Check this out:
http://www.literaryreview.co.uk/gray_12_10.html
It's a book review about suicide bombers called "Talking to the Enemy: Violent Extremism, Sacred Values, and What It Means to Be Human"
It discusses Richard Dawkins's analysis of suicide bombing. As usual, Dawkins is wrong. From the review:
Something like Hobbes's analysis (though without his refreshing pessimism or his wonderfully terse prose style) has resurfaced today in regard to suicide bombing. If you read evangelical atheists like Richard Dawkins, you will be told that suicide bombers are driven by their irrational religious beliefs. 'Suicide bombers do what they do', writes Dawkins in a passage cited by Scott Atran, 'because they really believe what they were taught in their religious schools; that duty to God exceeds all other priorities, and that martyrdom in his service will be rewarded in the gardens of Paradise.' What is striking about claims of this kind is that they are rarely accompanied by evidence. They are asserted as self-evident truths - in other words, articles of faith. In fact, as Atran writes, religion is not particularly prominent in the formation of jihadi groups:
Though there are few similarities in personality profiles, some general demographic and social tendencies exist: in age (usually early twenties), where they grew up (neighbourhood is often key), in schooling (mostly non-religious and often science-oriented), in socio-economic status (middle-class and married, though increasingly marginalized), in family relationships (friends tend to marry one another's sisters and cousins). If you want to track a group, look to where one of its members eats or hangs out, in the neighbourhood or on the Internet, and you'll likely find the other members.
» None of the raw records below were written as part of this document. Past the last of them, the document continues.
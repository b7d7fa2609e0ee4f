//! Error types for the flashing engine.

use thiserror::Error;

use crate::protocol::Step;
use crate::session::State;

/// Result type for flashing operations.
pub type Result<T> = core::result::Result<T, Error>;

#[derive(Debug, Error)]
pub enum Error {
    /// No response within the allotted window
    #[error("no response to {step} within {timeout_ms} ms")]
    ResponseTimeout { step: Step, timeout_ms: u32 },

    /// The bootloader rejected a frame
    #[error("bootloader rejected {step}")]
    Nack { step: Step },

    /// The first response byte was neither ack nor nack
    #[error("unexpected response 0x{value:02x} to {step}")]
    InvalidResponse { step: Step, value: u8 },

    /// Data block payloads must be 1..=256 bytes
    #[error("invalid payload size {0} (expected 1..=256 bytes)")]
    InvalidPayloadSize(usize),

    /// Operation issued while the session was in the wrong state
    #[error("{operation} is not allowed in session state {state:?}")]
    SessionContractViolation {
        state: State,
        operation: &'static str,
    },

    /// Read back data does not match the image
    #[error("verification failed at 0x{address:08x}: expected 0x{expected:02x}, read 0x{found:02x}")]
    VerifyMismatch { address: u32, expected: u8, found: u8 },

    /// The abort signal was raised between pages
    #[error("transfer aborted")]
    Aborted,

    /// Underlying serial port failure
    #[error("serial error: {0}")]
    Serial(String),

    /// Reset or mode-select line failure
    #[error("control line error: {0}")]
    Line(String),

    /// Failure reading the image source
    #[error("image source error: {0}")]
    Io(#[from] std::io::Error),
}

impl Error {
    /// Protocol step that failed, for command failures
    pub fn step(&self) -> Option<Step> {
        match self {
            Error::ResponseTimeout { step, .. }
            | Error::Nack { step }
            | Error::InvalidResponse { step, .. } => Some(*step),
            _ => None,
        }
    }

    pub fn is_timeout(&self) -> bool {
        matches!(self, Error::ResponseTimeout { .. })
    }

    pub(crate) fn serial<E: core::fmt::Debug>(e: E) -> Self {
        Error::Serial(format!("{:?}", e))
    }

    pub(crate) fn line<E: core::fmt::Debug>(e: E) -> Self {
        Error::Line(format!("{:?}", e))
    }
}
Unlike Dawkins's assertions, Atran's account of violent jihadism is based on extensive empirical research. An anthropologist who has spent many years studying and talking to terrorists in Indonesia, Afghanistan, Gaza and Europe, Atran believes that what motivates them to go willingly to their deaths is not so much the cause they espouse - rationally or otherwise - but the relationships they form with each other. Terrorists kill and die 'for their group, whose cause makes their imagined family of genetic strangers - their brotherhood, fatherland, motherland, homeland, totem or tribe'. In this terrorists are no different from other human beings. They may justify their actions by reference to religion, but many do not. The techniques of suicide bombing were first developed by the Tamil Tigers, a Marxist-Leninist group hostile to all religions, while suicide bombers in Lebanon in the 1980s included many secular leftists. The Japanese Aum cult, which recruited biologists and geneticists and experimented with anthrax as a weapon of mass destruction, cobbled together its grotesque system of beliefs from many sources, including science fiction. Terrorists have held to many views of the world, including some - like Marxism-Leninism - that claim to be grounded in 'scientific atheism'. If religion is a factor in terrorism, it is only one among many.
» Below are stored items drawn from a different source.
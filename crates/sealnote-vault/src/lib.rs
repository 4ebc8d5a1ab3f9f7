// SPDX-FileCopyrightText: 2026 Sealnote Contributors
// SPDX-License-Identifier: MIT OR Apache-2.0

//! Password-derived-key encryption pipeline for Sealnote.
//!
//! A password plus a stored salt derives a 128-bit credential key
//! (PBKDF2-HMAC-SHA256); the key seals the single sensitive payload with
//! AES-128-GCM under a fresh nonce per write. A provider integrity guard
//! snapshots the crypto primitives at startup and refuses to operate if
//! they are later swapped out. The [`Session`] state machine sequences
//! login, save, password change, logout, and wipe over a record store.

pub mod crypto;
pub mod kdf;
pub mod prompt;
pub mod provider;
pub mod session;

pub use kdf::CredentialKey;
pub use prompt::{get_new_password_with_confirm, get_password};
pub use session::Session;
There will be some who question Atran's analysis of suicide bombing. Clearly the practice has a rational-strategic aspect along with the emotional and social dimensions on which he focuses. Suicide bombing is highly cost-effective compared with other types of terrorist assault; when volunteers are plentiful life is cheap, and a successful suicide bomber cannot be captured and interrogated. But Talking to the Enemy is about far more than violent extremism. One of the most penetrating works of social investigation to appear in many years, it offers a fresh and compelling perspective on human conflict. No one who reads and digests what Atran has to say will be able to take seriously the faith-based claims of the 'new atheists'. As he notes, some of his fellow scientists may 'believe that science is better able than religion to constitute or justify a moral system that regulates selfishness and makes social life possible ... [But] there doesn't seem to be the slightest bit of historical or experimental evidence to support such faith in science'. The picture of human beings that emerges from genuine inquiry is far richer than anything that can be gleaned from these myopic rationalists.